(Saved entries)
++++++
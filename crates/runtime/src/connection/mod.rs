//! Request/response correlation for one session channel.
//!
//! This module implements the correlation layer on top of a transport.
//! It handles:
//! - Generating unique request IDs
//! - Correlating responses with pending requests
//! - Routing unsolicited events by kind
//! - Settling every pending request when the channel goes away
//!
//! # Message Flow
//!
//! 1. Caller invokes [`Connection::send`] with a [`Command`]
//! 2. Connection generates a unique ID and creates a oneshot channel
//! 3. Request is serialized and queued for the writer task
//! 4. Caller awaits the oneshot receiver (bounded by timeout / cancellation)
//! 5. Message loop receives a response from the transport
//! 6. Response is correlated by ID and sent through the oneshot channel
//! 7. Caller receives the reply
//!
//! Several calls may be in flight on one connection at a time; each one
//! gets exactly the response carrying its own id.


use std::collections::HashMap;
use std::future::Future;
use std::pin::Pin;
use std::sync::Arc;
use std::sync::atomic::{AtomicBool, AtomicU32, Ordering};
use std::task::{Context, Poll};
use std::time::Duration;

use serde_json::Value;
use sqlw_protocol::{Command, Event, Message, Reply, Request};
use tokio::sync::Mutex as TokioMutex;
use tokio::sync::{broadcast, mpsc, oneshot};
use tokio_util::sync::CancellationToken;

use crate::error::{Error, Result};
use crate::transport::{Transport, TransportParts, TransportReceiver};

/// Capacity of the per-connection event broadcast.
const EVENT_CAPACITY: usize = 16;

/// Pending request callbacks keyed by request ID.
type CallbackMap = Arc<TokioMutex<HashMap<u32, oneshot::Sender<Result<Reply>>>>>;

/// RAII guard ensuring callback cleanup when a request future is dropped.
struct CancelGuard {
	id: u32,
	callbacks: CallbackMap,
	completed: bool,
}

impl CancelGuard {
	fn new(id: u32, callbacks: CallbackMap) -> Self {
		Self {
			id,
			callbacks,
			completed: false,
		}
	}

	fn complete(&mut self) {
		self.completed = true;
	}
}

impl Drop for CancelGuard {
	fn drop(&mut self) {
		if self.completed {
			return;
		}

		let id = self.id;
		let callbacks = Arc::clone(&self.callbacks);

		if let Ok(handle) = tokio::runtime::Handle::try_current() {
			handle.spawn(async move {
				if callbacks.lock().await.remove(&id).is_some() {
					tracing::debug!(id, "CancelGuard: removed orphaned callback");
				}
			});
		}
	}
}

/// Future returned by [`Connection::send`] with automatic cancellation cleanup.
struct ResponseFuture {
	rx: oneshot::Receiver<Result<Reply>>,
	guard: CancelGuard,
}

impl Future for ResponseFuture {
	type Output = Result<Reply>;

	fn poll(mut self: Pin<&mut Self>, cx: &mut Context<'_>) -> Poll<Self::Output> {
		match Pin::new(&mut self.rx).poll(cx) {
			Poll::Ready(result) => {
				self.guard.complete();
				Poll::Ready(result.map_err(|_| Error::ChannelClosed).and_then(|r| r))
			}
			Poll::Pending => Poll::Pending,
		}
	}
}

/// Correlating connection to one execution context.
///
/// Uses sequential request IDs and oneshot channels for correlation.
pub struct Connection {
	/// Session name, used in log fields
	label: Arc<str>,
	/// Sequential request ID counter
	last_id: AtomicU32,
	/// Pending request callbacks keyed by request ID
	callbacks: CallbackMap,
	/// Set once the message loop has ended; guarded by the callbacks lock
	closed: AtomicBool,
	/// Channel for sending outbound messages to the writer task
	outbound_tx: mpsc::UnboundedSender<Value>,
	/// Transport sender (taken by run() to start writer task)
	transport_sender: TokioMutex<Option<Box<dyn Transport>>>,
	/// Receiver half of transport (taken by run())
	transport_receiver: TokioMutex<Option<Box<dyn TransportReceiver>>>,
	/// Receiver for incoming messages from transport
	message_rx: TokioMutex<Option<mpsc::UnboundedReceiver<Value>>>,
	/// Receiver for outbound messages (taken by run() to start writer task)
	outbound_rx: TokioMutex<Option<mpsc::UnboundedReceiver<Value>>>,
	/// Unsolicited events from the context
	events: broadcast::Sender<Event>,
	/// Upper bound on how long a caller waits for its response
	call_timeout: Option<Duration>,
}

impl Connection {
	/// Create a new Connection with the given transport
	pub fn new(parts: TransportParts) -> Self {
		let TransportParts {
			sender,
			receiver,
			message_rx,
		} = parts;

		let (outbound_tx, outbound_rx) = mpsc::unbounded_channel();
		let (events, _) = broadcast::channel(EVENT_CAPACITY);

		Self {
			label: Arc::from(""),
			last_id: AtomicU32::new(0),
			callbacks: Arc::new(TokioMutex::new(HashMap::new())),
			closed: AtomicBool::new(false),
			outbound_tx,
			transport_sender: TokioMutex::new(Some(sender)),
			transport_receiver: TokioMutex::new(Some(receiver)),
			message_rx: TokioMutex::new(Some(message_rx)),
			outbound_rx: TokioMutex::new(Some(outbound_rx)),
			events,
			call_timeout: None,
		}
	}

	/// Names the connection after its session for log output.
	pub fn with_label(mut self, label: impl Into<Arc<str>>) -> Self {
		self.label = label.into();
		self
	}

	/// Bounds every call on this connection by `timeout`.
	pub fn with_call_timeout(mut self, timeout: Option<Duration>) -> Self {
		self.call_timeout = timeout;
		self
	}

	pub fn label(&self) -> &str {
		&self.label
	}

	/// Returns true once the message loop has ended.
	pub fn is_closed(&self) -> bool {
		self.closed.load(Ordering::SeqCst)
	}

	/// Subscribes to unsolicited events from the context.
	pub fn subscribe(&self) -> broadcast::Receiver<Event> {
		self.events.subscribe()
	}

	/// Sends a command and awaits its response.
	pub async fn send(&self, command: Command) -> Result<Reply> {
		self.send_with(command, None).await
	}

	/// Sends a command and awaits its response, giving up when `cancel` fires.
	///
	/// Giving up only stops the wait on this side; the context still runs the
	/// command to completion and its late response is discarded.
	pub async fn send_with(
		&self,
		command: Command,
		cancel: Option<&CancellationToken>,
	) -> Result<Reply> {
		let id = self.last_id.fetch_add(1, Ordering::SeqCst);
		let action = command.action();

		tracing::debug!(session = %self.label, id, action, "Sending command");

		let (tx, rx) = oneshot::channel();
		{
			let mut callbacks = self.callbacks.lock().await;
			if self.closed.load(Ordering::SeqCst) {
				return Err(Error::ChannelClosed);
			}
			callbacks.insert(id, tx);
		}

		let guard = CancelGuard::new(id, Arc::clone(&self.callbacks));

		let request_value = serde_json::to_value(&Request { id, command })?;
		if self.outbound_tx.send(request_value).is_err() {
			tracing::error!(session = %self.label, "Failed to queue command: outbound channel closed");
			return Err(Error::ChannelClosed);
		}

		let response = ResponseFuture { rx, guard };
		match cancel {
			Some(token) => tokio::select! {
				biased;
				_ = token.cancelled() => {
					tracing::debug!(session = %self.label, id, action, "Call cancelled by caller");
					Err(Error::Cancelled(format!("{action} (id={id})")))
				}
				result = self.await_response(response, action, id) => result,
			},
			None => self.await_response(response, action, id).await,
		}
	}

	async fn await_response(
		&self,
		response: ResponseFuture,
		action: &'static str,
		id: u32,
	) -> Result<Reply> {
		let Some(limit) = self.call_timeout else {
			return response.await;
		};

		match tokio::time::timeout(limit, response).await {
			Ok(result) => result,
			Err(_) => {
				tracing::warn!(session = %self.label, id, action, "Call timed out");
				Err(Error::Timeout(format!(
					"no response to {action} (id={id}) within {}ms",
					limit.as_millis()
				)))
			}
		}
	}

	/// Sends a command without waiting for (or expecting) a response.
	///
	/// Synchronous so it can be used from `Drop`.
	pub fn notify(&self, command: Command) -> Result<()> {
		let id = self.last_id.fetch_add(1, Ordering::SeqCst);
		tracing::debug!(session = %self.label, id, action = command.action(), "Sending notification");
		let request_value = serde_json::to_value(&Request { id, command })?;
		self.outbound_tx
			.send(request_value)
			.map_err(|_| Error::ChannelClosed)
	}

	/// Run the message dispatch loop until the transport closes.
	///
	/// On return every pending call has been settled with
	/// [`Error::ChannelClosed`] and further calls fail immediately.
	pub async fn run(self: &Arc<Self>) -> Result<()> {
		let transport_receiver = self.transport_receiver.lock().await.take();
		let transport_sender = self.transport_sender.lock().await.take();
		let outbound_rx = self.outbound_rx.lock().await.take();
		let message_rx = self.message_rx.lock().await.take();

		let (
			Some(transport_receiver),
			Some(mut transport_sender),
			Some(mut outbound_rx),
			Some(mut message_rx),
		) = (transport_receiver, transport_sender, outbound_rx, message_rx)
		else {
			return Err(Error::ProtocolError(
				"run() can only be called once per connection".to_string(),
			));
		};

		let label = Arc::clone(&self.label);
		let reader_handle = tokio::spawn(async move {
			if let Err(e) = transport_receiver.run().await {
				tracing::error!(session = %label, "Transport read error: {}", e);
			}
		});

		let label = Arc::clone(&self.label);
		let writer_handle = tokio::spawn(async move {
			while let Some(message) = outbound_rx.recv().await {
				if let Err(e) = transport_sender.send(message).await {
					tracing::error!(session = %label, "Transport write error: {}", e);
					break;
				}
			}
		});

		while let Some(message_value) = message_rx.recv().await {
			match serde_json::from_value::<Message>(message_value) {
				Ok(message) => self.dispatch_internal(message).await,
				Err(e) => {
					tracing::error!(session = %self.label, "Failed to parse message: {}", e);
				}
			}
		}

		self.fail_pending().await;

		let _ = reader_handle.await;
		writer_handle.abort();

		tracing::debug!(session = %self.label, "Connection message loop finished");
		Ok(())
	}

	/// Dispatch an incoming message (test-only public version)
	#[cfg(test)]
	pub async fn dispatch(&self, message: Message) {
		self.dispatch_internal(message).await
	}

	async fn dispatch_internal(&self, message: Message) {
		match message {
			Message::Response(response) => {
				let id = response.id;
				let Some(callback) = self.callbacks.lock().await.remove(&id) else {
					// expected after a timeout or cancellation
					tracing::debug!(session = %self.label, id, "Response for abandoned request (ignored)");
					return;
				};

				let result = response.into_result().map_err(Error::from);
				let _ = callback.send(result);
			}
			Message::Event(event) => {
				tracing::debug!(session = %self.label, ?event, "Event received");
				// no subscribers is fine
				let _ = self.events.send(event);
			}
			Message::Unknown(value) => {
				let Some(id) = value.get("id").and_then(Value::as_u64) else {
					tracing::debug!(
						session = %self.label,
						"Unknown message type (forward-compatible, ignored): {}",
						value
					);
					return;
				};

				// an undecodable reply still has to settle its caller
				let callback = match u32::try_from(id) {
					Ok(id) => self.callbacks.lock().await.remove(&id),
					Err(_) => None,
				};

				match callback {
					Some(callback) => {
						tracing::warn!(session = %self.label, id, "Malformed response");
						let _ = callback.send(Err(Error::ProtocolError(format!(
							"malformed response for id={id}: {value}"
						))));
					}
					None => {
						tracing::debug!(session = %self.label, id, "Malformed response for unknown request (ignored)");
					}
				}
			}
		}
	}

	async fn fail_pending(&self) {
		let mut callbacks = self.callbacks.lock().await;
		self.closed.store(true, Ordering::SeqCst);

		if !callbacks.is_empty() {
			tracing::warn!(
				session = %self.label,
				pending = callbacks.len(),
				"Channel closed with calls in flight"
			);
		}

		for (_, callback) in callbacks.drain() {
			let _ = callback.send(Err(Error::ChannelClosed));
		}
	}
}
++++++
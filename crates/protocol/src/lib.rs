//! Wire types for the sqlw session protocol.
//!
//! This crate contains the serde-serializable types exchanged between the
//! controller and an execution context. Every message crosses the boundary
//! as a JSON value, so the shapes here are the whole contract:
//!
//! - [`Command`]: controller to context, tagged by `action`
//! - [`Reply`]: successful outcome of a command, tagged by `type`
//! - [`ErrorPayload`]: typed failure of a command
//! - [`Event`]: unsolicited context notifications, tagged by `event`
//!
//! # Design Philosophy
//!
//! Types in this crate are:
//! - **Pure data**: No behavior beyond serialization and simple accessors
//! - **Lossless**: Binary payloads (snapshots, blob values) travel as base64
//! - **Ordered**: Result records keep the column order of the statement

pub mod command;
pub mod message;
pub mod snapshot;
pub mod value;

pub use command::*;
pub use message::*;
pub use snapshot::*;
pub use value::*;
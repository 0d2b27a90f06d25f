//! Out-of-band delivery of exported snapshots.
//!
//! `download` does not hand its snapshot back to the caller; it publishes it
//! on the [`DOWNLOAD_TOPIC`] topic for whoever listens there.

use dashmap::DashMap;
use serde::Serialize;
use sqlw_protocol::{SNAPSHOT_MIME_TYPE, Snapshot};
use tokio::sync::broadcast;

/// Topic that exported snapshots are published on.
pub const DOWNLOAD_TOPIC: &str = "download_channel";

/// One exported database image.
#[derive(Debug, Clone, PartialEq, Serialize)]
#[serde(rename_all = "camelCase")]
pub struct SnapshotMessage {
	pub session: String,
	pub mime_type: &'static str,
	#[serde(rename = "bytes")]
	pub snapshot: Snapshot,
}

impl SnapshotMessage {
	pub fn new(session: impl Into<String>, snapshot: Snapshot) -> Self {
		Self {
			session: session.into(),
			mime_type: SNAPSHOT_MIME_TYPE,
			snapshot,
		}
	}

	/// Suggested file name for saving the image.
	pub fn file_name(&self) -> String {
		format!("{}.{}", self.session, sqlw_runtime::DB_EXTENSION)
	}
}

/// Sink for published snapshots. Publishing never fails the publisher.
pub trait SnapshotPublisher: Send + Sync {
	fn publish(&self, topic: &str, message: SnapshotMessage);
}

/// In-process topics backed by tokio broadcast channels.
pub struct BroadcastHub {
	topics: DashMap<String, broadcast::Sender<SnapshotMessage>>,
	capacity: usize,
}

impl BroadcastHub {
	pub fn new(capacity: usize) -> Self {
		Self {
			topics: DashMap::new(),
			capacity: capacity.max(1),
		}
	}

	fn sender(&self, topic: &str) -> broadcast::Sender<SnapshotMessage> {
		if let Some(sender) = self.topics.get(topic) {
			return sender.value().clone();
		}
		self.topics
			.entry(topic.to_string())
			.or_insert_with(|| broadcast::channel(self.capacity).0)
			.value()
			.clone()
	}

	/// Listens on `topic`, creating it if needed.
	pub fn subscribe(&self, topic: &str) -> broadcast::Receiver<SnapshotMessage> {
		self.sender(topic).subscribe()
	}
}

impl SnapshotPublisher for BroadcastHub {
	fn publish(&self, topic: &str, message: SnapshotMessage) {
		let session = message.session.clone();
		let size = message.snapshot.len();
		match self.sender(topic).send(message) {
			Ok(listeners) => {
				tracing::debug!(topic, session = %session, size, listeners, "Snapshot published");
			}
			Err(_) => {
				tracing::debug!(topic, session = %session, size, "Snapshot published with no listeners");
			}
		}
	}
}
++++++
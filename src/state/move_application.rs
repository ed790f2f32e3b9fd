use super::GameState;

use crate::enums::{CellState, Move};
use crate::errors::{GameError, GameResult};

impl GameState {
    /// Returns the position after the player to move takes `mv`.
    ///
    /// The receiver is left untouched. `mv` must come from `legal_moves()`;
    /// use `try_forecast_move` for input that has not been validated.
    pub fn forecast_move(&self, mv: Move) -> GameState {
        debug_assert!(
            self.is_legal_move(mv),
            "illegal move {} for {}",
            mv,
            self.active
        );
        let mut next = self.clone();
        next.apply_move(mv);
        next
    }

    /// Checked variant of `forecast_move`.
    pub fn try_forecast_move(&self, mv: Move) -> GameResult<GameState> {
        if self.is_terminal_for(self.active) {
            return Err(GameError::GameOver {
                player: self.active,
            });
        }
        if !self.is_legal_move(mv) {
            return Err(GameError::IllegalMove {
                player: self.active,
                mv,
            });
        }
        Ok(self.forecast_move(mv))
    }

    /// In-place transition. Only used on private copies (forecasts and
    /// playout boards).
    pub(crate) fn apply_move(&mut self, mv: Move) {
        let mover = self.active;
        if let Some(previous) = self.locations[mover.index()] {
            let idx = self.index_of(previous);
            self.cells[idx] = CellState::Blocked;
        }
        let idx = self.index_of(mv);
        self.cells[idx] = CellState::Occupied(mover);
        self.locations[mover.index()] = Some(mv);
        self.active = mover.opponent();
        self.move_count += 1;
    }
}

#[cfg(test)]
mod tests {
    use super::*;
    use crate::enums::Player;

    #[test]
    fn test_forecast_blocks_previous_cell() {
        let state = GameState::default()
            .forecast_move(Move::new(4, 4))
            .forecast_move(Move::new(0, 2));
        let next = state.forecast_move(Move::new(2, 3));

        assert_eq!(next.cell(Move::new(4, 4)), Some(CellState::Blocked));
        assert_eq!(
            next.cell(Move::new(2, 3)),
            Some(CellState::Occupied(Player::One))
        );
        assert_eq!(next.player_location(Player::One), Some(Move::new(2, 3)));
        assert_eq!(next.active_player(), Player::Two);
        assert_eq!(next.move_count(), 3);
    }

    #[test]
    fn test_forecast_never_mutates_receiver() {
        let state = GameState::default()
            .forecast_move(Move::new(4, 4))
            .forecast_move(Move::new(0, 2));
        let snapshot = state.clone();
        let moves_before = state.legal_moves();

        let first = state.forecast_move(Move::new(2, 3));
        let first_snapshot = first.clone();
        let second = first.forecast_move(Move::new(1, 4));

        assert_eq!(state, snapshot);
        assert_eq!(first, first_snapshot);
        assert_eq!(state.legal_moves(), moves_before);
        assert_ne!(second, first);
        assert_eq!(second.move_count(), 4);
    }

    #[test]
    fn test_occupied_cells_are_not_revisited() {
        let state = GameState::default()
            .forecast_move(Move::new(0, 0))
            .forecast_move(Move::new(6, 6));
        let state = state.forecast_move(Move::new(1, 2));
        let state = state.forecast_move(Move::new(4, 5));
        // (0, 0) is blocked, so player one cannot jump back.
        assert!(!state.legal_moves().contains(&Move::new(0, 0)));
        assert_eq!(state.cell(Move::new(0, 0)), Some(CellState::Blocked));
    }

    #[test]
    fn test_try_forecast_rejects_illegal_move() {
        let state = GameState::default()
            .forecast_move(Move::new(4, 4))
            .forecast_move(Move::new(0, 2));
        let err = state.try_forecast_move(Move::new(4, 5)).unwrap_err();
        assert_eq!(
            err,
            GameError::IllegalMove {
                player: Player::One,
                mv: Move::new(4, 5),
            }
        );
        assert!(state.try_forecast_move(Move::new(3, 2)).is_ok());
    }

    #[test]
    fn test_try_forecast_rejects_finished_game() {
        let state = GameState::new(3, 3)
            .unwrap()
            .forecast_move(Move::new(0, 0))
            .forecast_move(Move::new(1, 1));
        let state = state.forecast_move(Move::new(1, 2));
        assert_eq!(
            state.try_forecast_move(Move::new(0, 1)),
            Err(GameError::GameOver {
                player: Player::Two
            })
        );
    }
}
++++++
#### [PROBLEM TO SOLVE]
All lines in the preceding records that hold the word "channels" need to be copied.

#### [WRITTEN ANSWER]
/// Uses sequential request IDs and oneshot channels for correlation.
/// In-process topics backed by tokio broadcast channels.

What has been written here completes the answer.